Structural-Phase State, Elastic Stress, and Functional Properties of Nanocomposite Coatings Based on Amorphous Carbon

The paper analyzes the microstructure and phase state of magnetron-sputtered nanocomposite Ti-C-Ni-Cr coatings based on Ni- and Cr-doped amorphous carbon by transmission electron microscopy, scanning electron microscopy, and X-ray diffraction. The analysis shows that the coating structure comprises an amorphous carbon matrix and nanosized TiC and Ni particles with relatively low lattice bending-torsion (no greater than 75 degrees mu m(-1)) and with much lower local internal stress compared to its value in superhard coatings.

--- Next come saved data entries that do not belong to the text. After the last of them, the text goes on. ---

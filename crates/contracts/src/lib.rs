//! # Contracts
//!
//! Frozen interface contracts shared by the timed batching crates.
//! All business crates can only depend on this crate, reverse dependencies are prohibited.
//!
//! ## Time Model
//! - Timeouts are configured in milliseconds and measured on the tokio monotonic clock
//! - `batch_id` is assigned by the collector and only used for ordering/diagnostics

mod batch;
mod config;
mod error;
mod handler;

pub use batch::*;
pub use config::*;
pub use error::*;
pub use handler::{handler_fn, BatchHandler, FnHandler, LocalBatchHandler};
//! # Dispatcher
//!
//! 批次分发模块。
//!
//! 负责：
//! - 消费收集器刷出的 `Batch`
//! - 对每个批次调用 handler，默认串行
//! - 成功时释放批次内全部句柄，失败时留待其超时
//! - 隔离失败或 panic 的 handler，不影响后续批次

pub mod batch;
pub mod dispatcher;
pub mod handle;
pub mod metrics;

pub use batch::{Batch, BatchReleaser, PendingItem, ReleaseSummary};
pub use contracts::{BatchHandler, BatchMeta, FlushReason, HandlerError};
pub use dispatcher::{dispatch, DispatchOutcome, Dispatcher};
pub use handle::{handle_pair, BlockingHandle, HandleReleaser, HandleState};
pub use metrics::{DispatchMetrics, DispatchSnapshot};
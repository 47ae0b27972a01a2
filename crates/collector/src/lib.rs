//! # Collector
//!
//! 定时批处理收集器。
//!
//! 负责：
//! - 接收入队条目并创建 `BlockingHandle`
//! - 防抖的不活跃定时器（每次入队重新计时）
//! - 达到 batch_size 时立即刷新
//! - 关闭时刷新剩余条目，并关闭输出通道
//!
//! ## 使用示例
//!
//! ```ignore
//! use collector::BatchCollector;
//!
//! let (batch_tx, batch_rx) = tokio::sync::mpsc::unbounded_channel();
//! let (shutdown_tx, shutdown_rx) = tokio::sync::oneshot::channel();
//! let (collector, input) = BatchCollector::new(&config, batch_tx, shutdown_rx);
//! let task = collector.spawn();
//!
//! let handle = input.enqueue(item)?;
//! handle.wait().await?;
//! ```

mod collector;
mod pending;

pub use collector::{BatchCollector, CollectorHandle, CollectorSummary};
pub use pending::PendingCollection;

The microhardness of such coatings on VT1-0 titanium alloy is H = 14 GPa, and their friction coefficient is mu < 0.2. The coating structure and properties are stable to annealing up to T = 700 degrees C. After annealing at T = 900 degrees C, the coating surface reveals TiO, Ti2O, and other oxide phases. The results of scratch testing show that the character and the scale of fracture in the coatings depend on the substrate hardness: on soft substrates, the coatings experiences intense cracking and delamination, and on hard alloy substrates, they undergo multifragmented fracture. The coatings on hard alloy substrates survive up to a load of 80 N.